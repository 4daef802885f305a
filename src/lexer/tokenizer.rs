//! Line tokenizer with lookahead for chained stream statements.

use std::iter::Peekable;

use log::trace;

use super::scanner::Scanner;
use super::token::{Token, TokenKind};
use crate::error::LexicalError;

/// Tokens produced for a whole source, up to the first lexical error
#[derive(Debug, Clone, Default, PartialEq, Eq)]
pub struct TokenStream {
    pub tokens: Vec<Token>,
    pub error: Option<LexicalError>,
}

impl TokenStream {
    pub fn is_ok(&self) -> bool {
        self.error.is_none()
    }
}

/// Position inside a `cout << a << b` / `cin >> a >> b` chain
#[derive(Debug, Clone, Copy, PartialEq, Eq)]
enum StreamState {
    /// An operator or an operand must follow
    AwaitingOperand,
    /// The chain continues only if `<<` or `>>` follows
    AwaitingOperator,
}

/// Tokenizes one line, classifying the operators of stream statements
pub struct LineTokenizer<'a> {
    scanner: Peekable<Scanner<'a>>,
}

impl<'a> LineTokenizer<'a> {
    pub fn new(line: &'a str, line_number: usize) -> Self {
        Self {
            scanner: Scanner::new(line, line_number).peekable(),
        }
    }

    /// Push every token of the line onto `out`.
    ///
    /// Tokens recognized before an error stay in `out`.
    pub fn tokenize_into(mut self, out: &mut Vec<Token>) -> Result<(), LexicalError> {
        while let Some(token) = self.scanner.next().transpose()? {
            if token.stream().is_some() {
                self.stream_statement(token, out)?;
            } else {
                out.push(token);
            }
        }
        Ok(())
    }

    fn stream_statement(&mut self, head: Token, out: &mut Vec<Token>) -> Result<(), LexicalError> {
        let missing = LexicalError::MissingStreamOperand {
            stream: head.text.clone(),
            line: head.line,
            column: head.column,
        };
        out.push(head);

        let mut state = StreamState::AwaitingOperand;
        loop {
            state = match state {
                StreamState::AwaitingOperand => {
                    let Some(token) = self.scanner.next().transpose()? else {
                        return Err(missing);
                    };

                    if token.is_stream_operator() {
                        out.push(classify_stream_operator(token));
                        StreamState::AwaitingOperand
                    } else {
                        out.push(token);
                        StreamState::AwaitingOperator
                    }
                }
                StreamState::AwaitingOperator => match self.scanner.peek() {
                    Some(Ok(next)) if next.is_stream_operator() => {
                        if let Some(Ok(token)) = self.scanner.next() {
                            out.push(classify_stream_operator(token));
                        }
                        StreamState::AwaitingOperand
                    }
                    _ => return Ok(()),
                },
            };
        }
    }
}

fn classify_stream_operator(mut token: Token) -> Token {
    token.kind = if token.text == "<<" {
        TokenKind::StreamInsertion
    } else {
        TokenKind::StreamExtraction
    };
    token
}

/// Tokenize one line
pub fn tokenize_line(line: &str, line_number: usize) -> Result<Vec<Token>, LexicalError> {
    let mut tokens = Vec::new();
    LineTokenizer::new(line, line_number).tokenize_into(&mut tokens)?;
    Ok(tokens)
}

/// Tokenize a whole source, stopping at the first lexical error
pub fn tokenize(source: &str) -> TokenStream {
    let mut stream = TokenStream::default();

    for (index, line) in source.lines().enumerate() {
        let first_new = stream.tokens.len();
        let result = LineTokenizer::new(line, index + 1).tokenize_into(&mut stream.tokens);

        for token in &stream.tokens[first_new..] {
            trace!("{}:{} {:?} {:?}", token.line, token.column, token.kind, token.text);
        }

        if let Err(error) = result {
            trace!("lexical error on line {}: {}", index + 1, error);
            stream.error = Some(error);
            break;
        }
    }

    stream
}

#[cfg(test)]
mod tests {
    use super::*;

    fn kinds_and_text(line: &str) -> Vec<(TokenKind, String)> {
        tokenize_line(line, 1)
            .expect("line should tokenize")
            .into_iter()
            .map(|t| (t.kind, t.text))
            .collect()
    }

    #[test]
    fn chained_insertion() {
        assert_eq!(
            kinds_and_text(r#"cout << "hi" << x << y;"#),
            vec![
                (TokenKind::Identifier, "cout".into()),
                (TokenKind::StreamInsertion, "<<".into()),
                (TokenKind::StringLiteral, "hi".into()),
                (TokenKind::StreamInsertion, "<<".into()),
                (TokenKind::Identifier, "x".into()),
                (TokenKind::StreamInsertion, "<<".into()),
                (TokenKind::Identifier, "y".into()),
                (TokenKind::Symbol, ";".into()),
            ]
        );
    }

    #[test]
    fn chained_extraction_with_qualified_stream() {
        assert_eq!(
            kinds_and_text("std::cin >> a >> b;"),
            vec![
                (TokenKind::Identifier, "std::cin".into()),
                (TokenKind::StreamExtraction, ">>".into()),
                (TokenKind::Identifier, "a".into()),
                (TokenKind::StreamExtraction, ">>".into()),
                (TokenKind::Identifier, "b".into()),
                (TokenKind::Symbol, ";".into()),
            ]
        );
    }

    #[test]
    fn shift_outside_streams_stays_an_operator() {
        let tokens = kinds_and_text("x = a << 2;");
        assert_eq!(tokens[3], (TokenKind::Operator, "<<".into()));
    }

    #[test]
    fn statement_ends_at_first_non_operator() {
        let tokens = kinds_and_text("cout << a + b;");
        assert_eq!(tokens[2], (TokenKind::Identifier, "a".into()));
        assert_eq!(tokens[3], (TokenKind::Operator, "+".into()));
    }

    #[test]
    fn missing_operand() {
        assert_eq!(
            tokenize_line("  cout", 4),
            Err(LexicalError::MissingStreamOperand {
                stream: "cout".into(),
                line: 4,
                column: 3,
            })
        );
        assert!(matches!(
            tokenize_line("cout <<", 1),
            Err(LexicalError::MissingStreamOperand { .. })
        ));
    }

    #[test]
    fn tokens_before_an_error_are_kept() {
        let stream = tokenize("int x;\nx = 1 $ 2;\nint y;");
        assert!(!stream.is_ok());
        let texts: Vec<_> = stream.tokens.iter().map(|t| t.text.as_str()).collect();
        assert_eq!(texts, vec!["int", "x", ";", "x", "=", "1"]);
        assert_eq!(stream.error.map(|e| e.to_string()), Some("unrecognized token: $".into()));
    }

    #[test]
    fn rejoined_text_matches_the_line() {
        let line = r#"  int total = first + second ; cout << "sum" << total;  // done"#;
        let rejoined: String = tokenize_line(line, 1)
            .unwrap()
            .iter()
            .map(|t| t.text.as_str())
            .collect();
        let squeezed: String = line.chars().filter(|c| !c.is_whitespace() && *c != '"').collect();
        let rejoined: String = rejoined.chars().filter(|c| !c.is_whitespace()).collect();
        assert_eq!(rejoined, squeezed);
    }
}
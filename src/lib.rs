//! cxxsema - lexical and semantic analysis for a small C++ teaching subset
//!
//! Tokenizes programs made of includes, `using namespace std;`, a `main`
//! function, declarations, `cin`/`cout` statements, arithmetic and `return`,
//! then builds a symbol table and runs an ordered list of semantic checks.

pub mod diagnostics;
pub mod driver;
pub mod error;
pub mod lexer;
pub mod report;
pub mod semantic;
pub mod syntax;

// Re-export commonly used types
pub use diagnostics::{Diagnostic, DiagnosticLevel, SourceLocation};
pub use driver::{AnalysisOptions, Driver};
pub use error::{AnalysisError, LexicalError};
pub use report::AnalysisReport;
//! Semantic analysis module: symbol table, scope resolution and checks.

mod analyzer;
mod checks;
mod declarations;
mod directives;
mod symbol_table;

pub use analyzer::{AnalysisContext, SemanticAnalyzer, SemanticReport};
pub use checks::{run_checks, Check, Verdict, Violation, CHECKS};
pub use declarations::{Declarations, InvalidReturn};
pub use directives::DirectiveFlags;
pub use symbol_table::{Scope, Symbol, SymbolKind, SymbolTable};
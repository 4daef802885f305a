//! Diagnostic reporter that attaches source context to diagnostics.

use super::{Diagnostic, SourceLocation};

/// Collects diagnostics for one source text
#[derive(Debug, Default)]
pub struct DiagnosticReporter {
    diagnostics: Vec<Diagnostic>,
    file: String,
    lines: Vec<String>,
}

impl DiagnosticReporter {
    pub fn new(file: &str, source: &str) -> Self {
        Self {
            diagnostics: Vec::new(),
            file: file.to_string(),
            lines: source.lines().map(str::to_string).collect(),
        }
    }

    /// Get a specific line's content
    pub fn get_line(&self, line_num: usize) -> &str {
        line_num
            .checked_sub(1)
            .and_then(|i| self.lines.get(i))
            .map_or("", String::as_str)
    }

    /// Report a diagnostic with automatic source line lookup
    pub fn report(&mut self, diagnostic: Diagnostic, line: usize, column: usize, length: usize) {
        self.report_with_label(diagnostic, line, column, length, "");
    }

    /// Report a diagnostic with custom label
    pub fn report_with_label(
        &mut self,
        diagnostic: Diagnostic,
        line: usize,
        column: usize,
        length: usize,
        label: &str,
    ) {
        let location = SourceLocation::new(&self.file, line, column, length);
        let source_line = self.get_line(line).to_string();

        self.diagnostics.push(
            diagnostic
                .with_location(location)
                .with_source_line(source_line)
                .with_label(column, length, label),
        );
    }

    /// Consume and return all diagnostics
    pub fn take_diagnostics(self) -> Vec<Diagnostic> {
        self.diagnostics
    }
}

#[cfg(test)]
mod tests {
    use super::*;

    #[test]
    fn attaches_source_line() {
        let mut reporter = DiagnosticReporter::new("prog.cpp", "int x;\ncout << y;\n");
        reporter.report(Diagnostic::error("E200", "an undeclared variable was found."), 2, 9, 1);

        let diagnostics = reporter.take_diagnostics();
        let location = diagnostics[0].location.as_ref().unwrap();
        assert_eq!((location.line, location.column, location.length), (2, 9, 1));
        assert_eq!(diagnostics[0].source_line.as_deref(), Some("cout << y;"));
        assert_eq!(diagnostics[0].labels, vec![(9, 1, String::new())]);
    }

    #[test]
    fn out_of_range_lines_are_empty() {
        let reporter = DiagnosticReporter::new("prog.cpp", "int x;");
        assert_eq!(reporter.get_line(0), "");
        assert_eq!(reporter.get_line(5), "");
    }
}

What the exercise asks — Begin with the line holding "return all diagnostics" and end with the last line of the material. Write out those lines exactly, and only those.

Expected output —
    /// Consume and return all diagnostics
    pub fn take_diagnostics(self) -> Vec<Diagnostic> {
        self.diagnostics
    }
}

#[cfg(test)]
mod tests {
    use super::*;

    #[test]
    fn attaches_source_line() {
        let mut reporter = DiagnosticReporter::new("prog.cpp", "int x;\ncout << y;\n");
        reporter.report(Diagnostic::error("E200", "an undeclared variable was found."), 2, 9, 1);

        let diagnostics = reporter.take_diagnostics();
        let location = diagnostics[0].location.as_ref().unwrap();
        assert_eq!((location.line, location.column, location.length), (2, 9, 1));
        assert_eq!(diagnostics[0].source_line.as_deref(), Some("cout << y;"));
        assert_eq!(diagnostics[0].labels, vec![(9, 1, String::new())]);
    }

    #[test]
    fn out_of_range_lines_are_empty() {
        let reporter = DiagnosticReporter::new("prog.cpp", "int x;");
        assert_eq!(reporter.get_line(0), "");
        assert_eq!(reporter.get_line(5), "");
    }
}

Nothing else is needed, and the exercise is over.